Despite a spate of recent efforts, the non-performing assets in the banking system do not seem to be bottoming out in a hurry. Even under normal or ‘baseline’ circumstances, the gross NPAs are expected to increase from 11.6 per cent of gross advances in 2017-18 to 12.2 per cent this year. The NPAs of 11 public sector banks under ‘prompt corrective action’ are slated to worsen from 21 per cent to 22.3 per cent. The latest Financial Stability Report refers to risks arising out of commodity price increases, protectionism, rising interest rates, led by the US, and ruptures in global liquidity as potential macro complications in this scenario. If the spate of large loan defaults is anything to go by, generous provisioning and stringent disclosure norms by way of ‘special mention accounts’ seem justified. The share of large borrowers (those with an exposure over ₹5 crore) in gross NPAs is quite the same since March 2016, at over 85 per cent. How soon the public sector banks come out of the red would in fact seem to depend more on the bankruptcy code resolving some of these big cases than any sudden spurt in lending; in that event, the provisions would translate into profits. The FSR observes that power and telecom remain areas of stress, with garments and food processing doing better. In an interaction with Businessline , Steel Minister Birender Singh observed that the NPA situation had improved remarkably with respect to the sector, following the resolution of Bhushan Steel and Electrosteel debt with smaller ‘haircuts’ than anticipated. This is likely to revive lending to steel units all over again.

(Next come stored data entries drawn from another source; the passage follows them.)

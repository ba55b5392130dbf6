use std::{net::SocketAddr, path::PathBuf};

use clap::Parser;

use common_mm::telemetry;
use server::{BoxError, ServerConfig, ServerSettings};

#[derive(Debug, Parser)]
#[command(author, version, about = "Matchmaking engine orchestrator")]
struct ServerCli {
    #[arg(long = "config", value_name = "PATH")]
    config_path: Option<PathBuf>,

    #[arg(long, value_name = "ADDR")]
    gateway_bind: Option<SocketAddr>,

    #[arg(long, value_name = "PATH")]
    rules: Option<String>,

    #[arg(long, value_name = "SECS")]
    tick_secs: Option<u64>,
}

impl ServerCli {
    fn resolve_config_path(&self) -> Option<PathBuf> {
        if let Some(path) = &self.config_path {
            return Some(path.clone());
        }
        std::env::var("SERVER_CONFIG_PATH").ok().map(PathBuf::from)
    }

    fn apply_overrides(&self, settings: &mut ServerSettings) {
        if let Some(addr) = self.gateway_bind {
            settings.gateway.bind_addr = addr;
        }
        if let Some(path) = &self.rules {
            settings.rules_path = path.clone();
        }
        if let Some(secs) = self.tick_secs {
            settings.matchmaker.tick_secs = secs;
        }
    }
}

fn build_config(cli: &ServerCli) -> Result<ServerConfig, BoxError> {
    let mut settings = if let Some(path) = cli.resolve_config_path() {
        ServerSettings::from_file(&path)?
    } else {
        ServerSettings::from_env()?
    };

    cli.apply_overrides(&mut settings);

    settings.into_config()
}

#[tokio::main]
async fn main() {
    telemetry::init("server");

    let cli = ServerCli::parse();

    let config = match build_config(&cli) {
        Ok(config) => config,
        Err(err) => {
            tracing::error!(%err, "server: configuration failed, refusing to start");
            std::process::exit(1);
        }
    };

    if let Err(err) = server::run_with_ctrl_c(config).await {
        tracing::error!(%err, "server exited with an error");
    }
}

However, it is in small units that the provisioning could be excessive, with lending being hit as a whole in a climate of apprehension and policing. The RBI and the Centre need to address governance issues rather than indiscriminately wield the bludgeon, as it were. If some private banks have shown much lower NPAs (in the region of 4 per cent), one of the reasons is that their bankers have been trained as specialists, unlike their PSB counterparts who have worked across often disparate verticals. The boards of banks should comprise directors who can be made to account for their decisions. The sector needs robust institutional solutions rather than knee-jerk responses.

The RBI’s approach of linking recapitalisation to taking corrective steps is unexceptionable. But managerial problems need to be addressed as well. NPAs are a product of leaky and corrupt banking systems; they cannot be resolved merely be naming and shaming some individuals.